**TASK BRIEF**
The expected output is the data below, restated word for word.
------ GIVEN RECORDS ------
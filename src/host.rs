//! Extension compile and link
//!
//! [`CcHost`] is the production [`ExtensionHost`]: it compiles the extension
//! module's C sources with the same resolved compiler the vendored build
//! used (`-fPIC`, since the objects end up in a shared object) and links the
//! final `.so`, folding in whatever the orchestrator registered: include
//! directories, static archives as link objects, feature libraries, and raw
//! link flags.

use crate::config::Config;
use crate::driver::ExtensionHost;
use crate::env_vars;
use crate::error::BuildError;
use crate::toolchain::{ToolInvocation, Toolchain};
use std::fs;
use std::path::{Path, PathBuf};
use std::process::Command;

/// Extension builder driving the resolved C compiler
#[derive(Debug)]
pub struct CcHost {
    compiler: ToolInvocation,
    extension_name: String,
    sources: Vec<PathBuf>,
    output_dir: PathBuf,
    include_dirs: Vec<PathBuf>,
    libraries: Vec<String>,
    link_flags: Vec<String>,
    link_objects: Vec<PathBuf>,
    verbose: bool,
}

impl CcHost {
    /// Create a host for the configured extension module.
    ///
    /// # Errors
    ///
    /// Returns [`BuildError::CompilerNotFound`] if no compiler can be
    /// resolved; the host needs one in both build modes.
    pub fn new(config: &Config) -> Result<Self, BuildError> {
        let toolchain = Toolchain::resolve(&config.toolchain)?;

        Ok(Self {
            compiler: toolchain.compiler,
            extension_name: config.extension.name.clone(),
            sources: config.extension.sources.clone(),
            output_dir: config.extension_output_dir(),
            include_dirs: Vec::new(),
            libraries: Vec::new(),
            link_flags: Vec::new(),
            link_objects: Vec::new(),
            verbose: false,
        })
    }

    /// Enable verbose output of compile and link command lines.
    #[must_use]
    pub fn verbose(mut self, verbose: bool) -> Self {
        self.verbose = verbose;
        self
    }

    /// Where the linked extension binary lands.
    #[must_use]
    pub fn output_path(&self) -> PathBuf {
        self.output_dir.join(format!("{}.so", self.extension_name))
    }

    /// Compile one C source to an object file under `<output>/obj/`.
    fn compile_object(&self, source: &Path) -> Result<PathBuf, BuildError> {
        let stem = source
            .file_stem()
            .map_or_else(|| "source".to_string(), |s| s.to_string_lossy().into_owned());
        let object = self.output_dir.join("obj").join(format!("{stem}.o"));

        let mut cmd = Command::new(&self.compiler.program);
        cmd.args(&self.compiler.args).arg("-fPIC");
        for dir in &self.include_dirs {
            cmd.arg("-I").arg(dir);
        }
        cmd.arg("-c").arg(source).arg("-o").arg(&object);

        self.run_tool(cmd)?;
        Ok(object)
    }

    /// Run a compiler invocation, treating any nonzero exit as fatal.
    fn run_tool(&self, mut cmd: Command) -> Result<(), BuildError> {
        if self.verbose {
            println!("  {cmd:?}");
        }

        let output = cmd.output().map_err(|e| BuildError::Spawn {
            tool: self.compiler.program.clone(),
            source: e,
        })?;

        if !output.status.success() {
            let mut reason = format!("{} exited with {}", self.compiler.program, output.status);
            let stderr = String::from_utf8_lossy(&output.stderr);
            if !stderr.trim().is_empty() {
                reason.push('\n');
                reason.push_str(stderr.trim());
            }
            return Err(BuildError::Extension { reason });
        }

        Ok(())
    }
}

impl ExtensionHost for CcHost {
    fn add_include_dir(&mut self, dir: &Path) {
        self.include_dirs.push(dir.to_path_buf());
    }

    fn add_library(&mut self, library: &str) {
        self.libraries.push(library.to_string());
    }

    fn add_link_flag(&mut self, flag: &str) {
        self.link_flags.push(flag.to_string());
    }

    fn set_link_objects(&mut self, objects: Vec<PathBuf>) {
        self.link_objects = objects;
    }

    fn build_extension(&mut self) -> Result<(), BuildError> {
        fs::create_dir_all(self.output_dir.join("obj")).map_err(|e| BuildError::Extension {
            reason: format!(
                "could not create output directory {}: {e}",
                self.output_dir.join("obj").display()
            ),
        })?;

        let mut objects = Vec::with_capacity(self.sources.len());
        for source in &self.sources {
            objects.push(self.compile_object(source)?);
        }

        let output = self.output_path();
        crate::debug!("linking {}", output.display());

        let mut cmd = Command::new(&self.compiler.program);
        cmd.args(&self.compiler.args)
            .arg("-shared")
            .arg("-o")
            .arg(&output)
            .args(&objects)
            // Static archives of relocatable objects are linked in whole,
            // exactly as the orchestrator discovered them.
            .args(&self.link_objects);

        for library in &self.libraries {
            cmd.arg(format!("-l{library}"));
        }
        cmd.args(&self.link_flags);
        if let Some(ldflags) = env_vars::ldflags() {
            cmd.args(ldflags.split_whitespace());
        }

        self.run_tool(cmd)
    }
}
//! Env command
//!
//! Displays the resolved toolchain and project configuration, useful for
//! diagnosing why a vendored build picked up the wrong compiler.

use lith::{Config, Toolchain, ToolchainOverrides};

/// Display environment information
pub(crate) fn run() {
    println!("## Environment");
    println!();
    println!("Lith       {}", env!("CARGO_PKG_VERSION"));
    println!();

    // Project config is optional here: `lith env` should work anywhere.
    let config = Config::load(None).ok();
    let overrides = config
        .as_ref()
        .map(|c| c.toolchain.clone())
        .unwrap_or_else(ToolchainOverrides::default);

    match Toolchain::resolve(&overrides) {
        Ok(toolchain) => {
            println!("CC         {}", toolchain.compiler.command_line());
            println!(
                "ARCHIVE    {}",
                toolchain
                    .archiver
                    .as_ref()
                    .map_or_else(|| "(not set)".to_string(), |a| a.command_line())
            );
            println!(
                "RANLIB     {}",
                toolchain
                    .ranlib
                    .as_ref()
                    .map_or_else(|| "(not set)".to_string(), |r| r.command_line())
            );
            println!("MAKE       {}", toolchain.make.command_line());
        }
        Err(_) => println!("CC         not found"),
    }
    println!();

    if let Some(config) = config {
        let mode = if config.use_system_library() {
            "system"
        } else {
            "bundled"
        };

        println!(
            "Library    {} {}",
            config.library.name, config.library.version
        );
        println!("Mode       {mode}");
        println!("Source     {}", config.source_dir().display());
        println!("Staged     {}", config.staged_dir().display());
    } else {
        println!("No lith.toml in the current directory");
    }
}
------
**COMPLETED TASK**
filename src/host.rs
//! Extension compile and link
//!
//! [`CcHost`] is the production [`ExtensionHost`]: it compiles the extension
//! module's C sources with the same resolved compiler the vendored build
//! used (`-fPIC`, since the objects end up in a shared object) and links the
//! final `.so`, folding in whatever the orchestrator registered: include
//! directories, static archives as link objects, feature libraries, and raw
//! link flags.

use crate::config::Config;
use crate::driver::ExtensionHost;
use crate::env_vars;
use crate::error::BuildError;
use crate::toolchain::{ToolInvocation, Toolchain};
use std::fs;
use std::path::{Path, PathBuf};
use std::process::Command;

/// Extension builder driving the resolved C compiler
#[derive(Debug)]
pub struct CcHost {
    compiler: ToolInvocation,
    extension_name: String,
    sources: Vec<PathBuf>,
    output_dir: PathBuf,
    include_dirs: Vec<PathBuf>,
    libraries: Vec<String>,
    link_flags: Vec<String>,
    link_objects: Vec<PathBuf>,
    verbose: bool,
}

impl CcHost {
    /// Create a host for the configured extension module.
    ///
    /// # Errors
    ///
    /// Returns [`BuildError::CompilerNotFound`] if no compiler can be
    /// resolved; the host needs one in both build modes.
    pub fn new(config: &Config) -> Result<Self, BuildError> {
        let toolchain = Toolchain::resolve(&config.toolchain)?;

        Ok(Self {
            compiler: toolchain.compiler,
            extension_name: config.extension.name.clone(),
            sources: config.extension.sources.clone(),
            output_dir: config.extension_output_dir(),
            include_dirs: Vec::new(),
            libraries: Vec::new(),
            link_flags: Vec::new(),
            link_objects: Vec::new(),
            verbose: false,
        })
    }

    /// Enable verbose output of compile and link command lines.
    #[must_use]
    pub fn verbose(mut self, verbose: bool) -> Self {
        self.verbose = verbose;
        self
    }

    /// Where the linked extension binary lands.
    #[must_use]
    pub fn output_path(&self) -> PathBuf {
        self.output_dir.join(format!("{}.so", self.extension_name))
    }

    /// Compile one C source to an object file under `<output>/obj/`.
    fn compile_object(&self, source: &Path) -> Result<PathBuf, BuildError> {
        let stem = source
            .file_stem()
            .map_or_else(|| "source".to_string(), |s| s.to_string_lossy().into_owned());
        let object = self.output_dir.join("obj").join(format!("{stem}.o"));

        let mut cmd = Command::new(&self.compiler.program);
        cmd.args(&self.compiler.args).arg("-fPIC");
        for dir in &self.include_dirs {
            cmd.arg("-I").arg(dir);
        }
        cmd.arg("-c").arg(source).arg("-o").arg(&object);

        self.run_tool(cmd)?;
        Ok(object)
    }

    /// Run a compiler invocation, treating any nonzero exit as fatal.
    fn run_tool(&self, mut cmd: Command) -> Result<(), BuildError> {
        if self.verbose {
            println!("  {cmd:?}");
        }

        let output = cmd.output().map_err(|e| BuildError::Spawn {
            tool: self.compiler.program.clone(),
            source: e,
        })?;

        if !output.status.success() {
            let mut reason = format!("{} exited with {}", self.compiler.program, output.status);
            let stderr = String::from_utf8_lossy(&output.stderr);
            if !stderr.trim().is_empty() {
                reason.push('\n');
                reason.push_str(stderr.trim());
            }
            return Err(BuildError::Extension { reason });
        }

        Ok(())
    }
}

impl ExtensionHost for CcHost {
    fn add_include_dir(&mut self, dir: &Path) {
        self.include_dirs.push(dir.to_path_buf());
    }

    fn add_library(&mut self, library: &str) {
        self.libraries.push(library.to_string());
    }

    fn add_link_flag(&mut self, flag: &str) {
        self.link_flags.push(flag.to_string());
    }

    fn set_link_objects(&mut self, objects: Vec<PathBuf>) {
        self.link_objects = objects;
    }

    fn build_extension(&mut self) -> Result<(), BuildError> {
        fs::create_dir_all(self.output_dir.join("obj")).map_err(|e| BuildError::Extension {
            reason: format!(
                "could not create output directory {}: {e}",
                self.output_dir.join("obj").display()
            ),
        })?;

        let mut objects = Vec::with_capacity(self.sources.len());
        for source in &self.sources {
            objects.push(self.compile_object(source)?);
        }

        let output = self.output_path();
        crate::debug!("linking {}", output.display());

        let mut cmd = Command::new(&self.compiler.program);
        cmd.args(&self.compiler.args)
            .arg("-shared")
            .arg("-o")
            .arg(&output)
            .args(&objects)
            // Static archives of relocatable objects are linked in whole,
            // exactly as the orchestrator discovered them.
            .args(&self.link_objects);

        for library in &self.libraries {
            cmd.arg(format!("-l{library}"));
        }
        cmd.args(&self.link_flags);
        if let Some(ldflags) = env_vars::ldflags() {
            cmd.args(ldflags.split_whitespace());
        }

        self.run_tool(cmd)
    }
}
//! Env command
//!
//! Displays the resolved toolchain and project configuration, useful for
//! diagnosing why a vendored build picked up the wrong compiler.

use lith::{Config, Toolchain, ToolchainOverrides};

/// Display environment information
pub(crate) fn run() {
    println!("## Environment");
    println!();
    println!("Lith       {}", env!("CARGO_PKG_VERSION"));
    println!();

    // Project config is optional here: `lith env` should work anywhere.
    let config = Config::load(None).ok();
    let overrides = config
        .as_ref()
        .map(|c| c.toolchain.clone())
        .unwrap_or_else(ToolchainOverrides::default);

    match Toolchain::resolve(&overrides) {
        Ok(toolchain) => {
            println!("CC         {}", toolchain.compiler.command_line());
            println!(
                "ARCHIVE    {}",
                toolchain
                    .archiver
                    .as_ref()
                    .map_or_else(|| "(not set)".to_string(), |a| a.command_line())
            );
            println!(
                "RANLIB     {}",
                toolchain
                    .ranlib
                    .as_ref()
                    .map_or_else(|| "(not set)".to_string(), |r| r.command_line())
            );
            println!("MAKE       {}", toolchain.make.command_line());
        }
        Err(_) => println!("CC         not found"),
    }
    println!();

    if let Some(config) = config {
        let mode = if config.use_system_library() {
            "system"
        } else {
            "bundled"
        };

        println!(
            "Library    {} {}",
            config.library.name, config.library.version
        );
        println!("Mode       {mode}");
        println!("Source     {}", config.source_dir().display());
        println!("Staged     {}", config.staged_dir().display());
    } else {
        println!("No lith.toml in the current directory");
    }
}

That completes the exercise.